Task instructions
Give again the lines of the data from its first line through the line with "use std::fmt;". Change nothing.

Data excerpts
%%
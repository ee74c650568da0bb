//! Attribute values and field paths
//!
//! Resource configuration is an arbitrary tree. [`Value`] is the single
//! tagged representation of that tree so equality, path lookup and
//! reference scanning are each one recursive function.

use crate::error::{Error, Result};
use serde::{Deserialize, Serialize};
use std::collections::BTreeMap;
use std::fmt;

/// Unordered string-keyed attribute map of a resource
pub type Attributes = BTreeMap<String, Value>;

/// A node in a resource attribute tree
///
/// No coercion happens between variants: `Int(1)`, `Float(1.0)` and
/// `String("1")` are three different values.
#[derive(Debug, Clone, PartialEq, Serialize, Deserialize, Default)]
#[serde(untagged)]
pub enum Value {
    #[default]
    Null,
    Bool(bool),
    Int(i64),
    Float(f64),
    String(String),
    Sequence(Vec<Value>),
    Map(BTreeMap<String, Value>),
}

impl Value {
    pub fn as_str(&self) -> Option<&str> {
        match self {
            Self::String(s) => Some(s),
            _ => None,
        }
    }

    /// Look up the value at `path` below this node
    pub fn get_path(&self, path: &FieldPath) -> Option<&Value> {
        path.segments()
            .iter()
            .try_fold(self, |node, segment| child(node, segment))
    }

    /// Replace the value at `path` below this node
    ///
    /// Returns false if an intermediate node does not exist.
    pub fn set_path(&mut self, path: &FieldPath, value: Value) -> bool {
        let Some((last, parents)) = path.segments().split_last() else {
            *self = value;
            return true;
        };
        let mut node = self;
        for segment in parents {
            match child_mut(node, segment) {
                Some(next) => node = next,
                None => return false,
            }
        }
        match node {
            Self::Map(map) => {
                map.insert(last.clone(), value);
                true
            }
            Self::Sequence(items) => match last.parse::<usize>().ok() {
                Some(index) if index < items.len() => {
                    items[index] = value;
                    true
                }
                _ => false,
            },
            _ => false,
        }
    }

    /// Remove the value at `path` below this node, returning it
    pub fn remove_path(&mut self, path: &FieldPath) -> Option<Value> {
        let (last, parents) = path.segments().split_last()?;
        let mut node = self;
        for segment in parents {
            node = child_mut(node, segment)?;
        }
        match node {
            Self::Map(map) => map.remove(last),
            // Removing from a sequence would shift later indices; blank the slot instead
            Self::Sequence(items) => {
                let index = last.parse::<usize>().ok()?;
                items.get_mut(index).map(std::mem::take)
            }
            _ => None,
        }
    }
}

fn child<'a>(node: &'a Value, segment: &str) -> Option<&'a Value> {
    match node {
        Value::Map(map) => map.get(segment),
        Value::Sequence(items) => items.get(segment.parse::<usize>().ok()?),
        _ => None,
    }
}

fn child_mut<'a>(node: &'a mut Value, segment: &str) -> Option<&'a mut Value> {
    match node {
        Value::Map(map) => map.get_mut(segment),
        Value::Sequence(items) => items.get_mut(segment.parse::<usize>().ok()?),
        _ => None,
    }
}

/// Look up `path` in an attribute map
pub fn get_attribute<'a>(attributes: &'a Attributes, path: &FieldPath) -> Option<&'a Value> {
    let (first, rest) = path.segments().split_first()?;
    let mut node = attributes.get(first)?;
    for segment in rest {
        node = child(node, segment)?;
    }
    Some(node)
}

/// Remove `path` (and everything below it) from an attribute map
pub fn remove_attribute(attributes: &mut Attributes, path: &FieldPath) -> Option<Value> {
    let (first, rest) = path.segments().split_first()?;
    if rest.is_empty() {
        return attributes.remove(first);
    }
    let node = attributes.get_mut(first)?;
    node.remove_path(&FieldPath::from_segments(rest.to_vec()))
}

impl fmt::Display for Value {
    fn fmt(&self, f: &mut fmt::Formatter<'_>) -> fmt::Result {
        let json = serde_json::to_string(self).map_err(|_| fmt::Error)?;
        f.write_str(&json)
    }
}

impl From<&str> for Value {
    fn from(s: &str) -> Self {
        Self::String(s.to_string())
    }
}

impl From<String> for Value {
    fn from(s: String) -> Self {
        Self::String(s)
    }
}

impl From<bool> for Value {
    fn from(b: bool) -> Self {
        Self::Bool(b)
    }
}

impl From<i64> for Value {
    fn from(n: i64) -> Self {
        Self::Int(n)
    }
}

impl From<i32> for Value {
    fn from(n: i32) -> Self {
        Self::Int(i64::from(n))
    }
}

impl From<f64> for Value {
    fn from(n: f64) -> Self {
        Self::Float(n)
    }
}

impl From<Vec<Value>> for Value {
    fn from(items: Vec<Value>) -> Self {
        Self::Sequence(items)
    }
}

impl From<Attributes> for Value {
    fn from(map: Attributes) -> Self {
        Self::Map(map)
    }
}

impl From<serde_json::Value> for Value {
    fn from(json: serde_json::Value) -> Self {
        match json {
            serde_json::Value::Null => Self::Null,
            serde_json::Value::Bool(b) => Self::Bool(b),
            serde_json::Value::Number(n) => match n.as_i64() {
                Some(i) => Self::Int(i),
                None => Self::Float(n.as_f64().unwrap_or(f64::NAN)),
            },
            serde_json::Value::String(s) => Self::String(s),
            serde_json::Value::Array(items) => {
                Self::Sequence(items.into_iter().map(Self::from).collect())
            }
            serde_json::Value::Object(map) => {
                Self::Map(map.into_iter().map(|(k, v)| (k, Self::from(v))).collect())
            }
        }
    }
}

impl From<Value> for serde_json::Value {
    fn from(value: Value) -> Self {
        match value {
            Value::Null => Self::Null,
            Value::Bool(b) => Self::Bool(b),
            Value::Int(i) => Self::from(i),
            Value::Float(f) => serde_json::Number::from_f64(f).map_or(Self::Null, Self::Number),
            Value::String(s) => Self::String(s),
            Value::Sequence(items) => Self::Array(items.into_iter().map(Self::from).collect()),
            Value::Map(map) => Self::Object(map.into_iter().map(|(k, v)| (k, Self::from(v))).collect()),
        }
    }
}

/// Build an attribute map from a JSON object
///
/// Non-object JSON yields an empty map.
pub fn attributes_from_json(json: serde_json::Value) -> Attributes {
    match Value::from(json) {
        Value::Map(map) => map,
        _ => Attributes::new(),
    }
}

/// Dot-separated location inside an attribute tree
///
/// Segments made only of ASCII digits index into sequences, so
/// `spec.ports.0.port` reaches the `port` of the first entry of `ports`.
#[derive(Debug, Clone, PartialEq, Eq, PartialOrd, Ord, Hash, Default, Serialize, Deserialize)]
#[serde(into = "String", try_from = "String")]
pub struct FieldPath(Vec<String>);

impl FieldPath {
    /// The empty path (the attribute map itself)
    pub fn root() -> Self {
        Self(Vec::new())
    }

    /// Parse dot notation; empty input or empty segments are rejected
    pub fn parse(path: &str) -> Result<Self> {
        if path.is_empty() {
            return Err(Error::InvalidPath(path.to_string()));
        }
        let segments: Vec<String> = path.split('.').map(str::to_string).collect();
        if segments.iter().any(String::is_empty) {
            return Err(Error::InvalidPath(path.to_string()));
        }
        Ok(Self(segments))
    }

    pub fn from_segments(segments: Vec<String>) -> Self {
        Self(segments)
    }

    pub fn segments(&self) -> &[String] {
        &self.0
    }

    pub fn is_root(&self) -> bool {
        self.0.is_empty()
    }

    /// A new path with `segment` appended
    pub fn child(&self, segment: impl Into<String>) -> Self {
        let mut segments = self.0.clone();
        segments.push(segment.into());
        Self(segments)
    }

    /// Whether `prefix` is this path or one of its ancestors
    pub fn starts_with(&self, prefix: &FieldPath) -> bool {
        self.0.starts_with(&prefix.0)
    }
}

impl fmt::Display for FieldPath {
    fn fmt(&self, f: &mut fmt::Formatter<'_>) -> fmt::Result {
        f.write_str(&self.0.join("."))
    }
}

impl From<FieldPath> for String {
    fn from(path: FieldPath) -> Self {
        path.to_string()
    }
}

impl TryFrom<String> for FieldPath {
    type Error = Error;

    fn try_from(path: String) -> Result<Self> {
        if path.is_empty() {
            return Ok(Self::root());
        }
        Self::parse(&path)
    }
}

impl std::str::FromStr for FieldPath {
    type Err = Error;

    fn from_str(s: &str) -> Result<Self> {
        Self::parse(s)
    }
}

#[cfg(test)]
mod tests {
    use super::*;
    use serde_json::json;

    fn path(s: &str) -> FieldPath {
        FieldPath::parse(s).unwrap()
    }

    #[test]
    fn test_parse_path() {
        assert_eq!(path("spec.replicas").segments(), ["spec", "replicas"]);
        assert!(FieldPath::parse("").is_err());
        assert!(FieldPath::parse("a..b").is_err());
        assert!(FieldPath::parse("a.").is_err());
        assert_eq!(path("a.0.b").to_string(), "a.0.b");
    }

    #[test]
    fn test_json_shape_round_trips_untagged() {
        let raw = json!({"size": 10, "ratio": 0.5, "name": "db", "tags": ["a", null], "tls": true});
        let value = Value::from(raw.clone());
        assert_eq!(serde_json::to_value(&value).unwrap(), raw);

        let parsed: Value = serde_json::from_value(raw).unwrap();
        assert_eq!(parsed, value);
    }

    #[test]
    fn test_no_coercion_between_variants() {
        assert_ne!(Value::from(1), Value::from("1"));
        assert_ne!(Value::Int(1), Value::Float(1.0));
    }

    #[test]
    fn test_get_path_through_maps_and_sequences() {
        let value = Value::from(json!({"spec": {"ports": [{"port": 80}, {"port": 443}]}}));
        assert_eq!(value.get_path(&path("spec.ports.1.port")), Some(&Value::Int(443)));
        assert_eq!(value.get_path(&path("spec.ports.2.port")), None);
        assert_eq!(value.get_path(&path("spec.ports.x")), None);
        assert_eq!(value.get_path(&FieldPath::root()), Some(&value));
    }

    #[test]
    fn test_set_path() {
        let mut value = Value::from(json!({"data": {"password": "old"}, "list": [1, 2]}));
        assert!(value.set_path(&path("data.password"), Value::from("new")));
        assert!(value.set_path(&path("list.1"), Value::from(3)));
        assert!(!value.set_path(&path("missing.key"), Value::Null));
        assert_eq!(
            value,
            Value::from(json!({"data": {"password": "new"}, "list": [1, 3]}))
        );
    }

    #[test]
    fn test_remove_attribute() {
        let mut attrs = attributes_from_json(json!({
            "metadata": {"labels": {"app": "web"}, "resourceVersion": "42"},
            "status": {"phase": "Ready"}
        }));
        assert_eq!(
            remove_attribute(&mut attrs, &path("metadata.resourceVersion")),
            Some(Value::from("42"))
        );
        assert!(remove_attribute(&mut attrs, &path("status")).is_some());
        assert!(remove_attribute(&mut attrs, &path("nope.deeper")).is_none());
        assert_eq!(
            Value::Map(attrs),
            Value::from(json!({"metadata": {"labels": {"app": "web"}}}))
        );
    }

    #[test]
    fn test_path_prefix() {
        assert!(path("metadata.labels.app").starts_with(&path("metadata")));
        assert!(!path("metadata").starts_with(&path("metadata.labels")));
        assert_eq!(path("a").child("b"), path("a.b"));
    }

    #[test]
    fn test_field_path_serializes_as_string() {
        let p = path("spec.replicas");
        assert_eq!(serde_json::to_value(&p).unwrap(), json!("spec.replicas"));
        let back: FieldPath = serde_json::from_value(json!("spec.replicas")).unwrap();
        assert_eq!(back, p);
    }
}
%%
Answer section
repository ee74c650568da0bb
//! Attribute values and field paths
//!
//! Resource configuration is an arbitrary tree. [`Value`] is the single
//! tagged representation of that tree so equality, path lookup and
//! reference scanning are each one recursive function.

use crate::error::{Error, Result};
use serde::{Deserialize, Serialize};
use std::collections::BTreeMap;
use std::fmt;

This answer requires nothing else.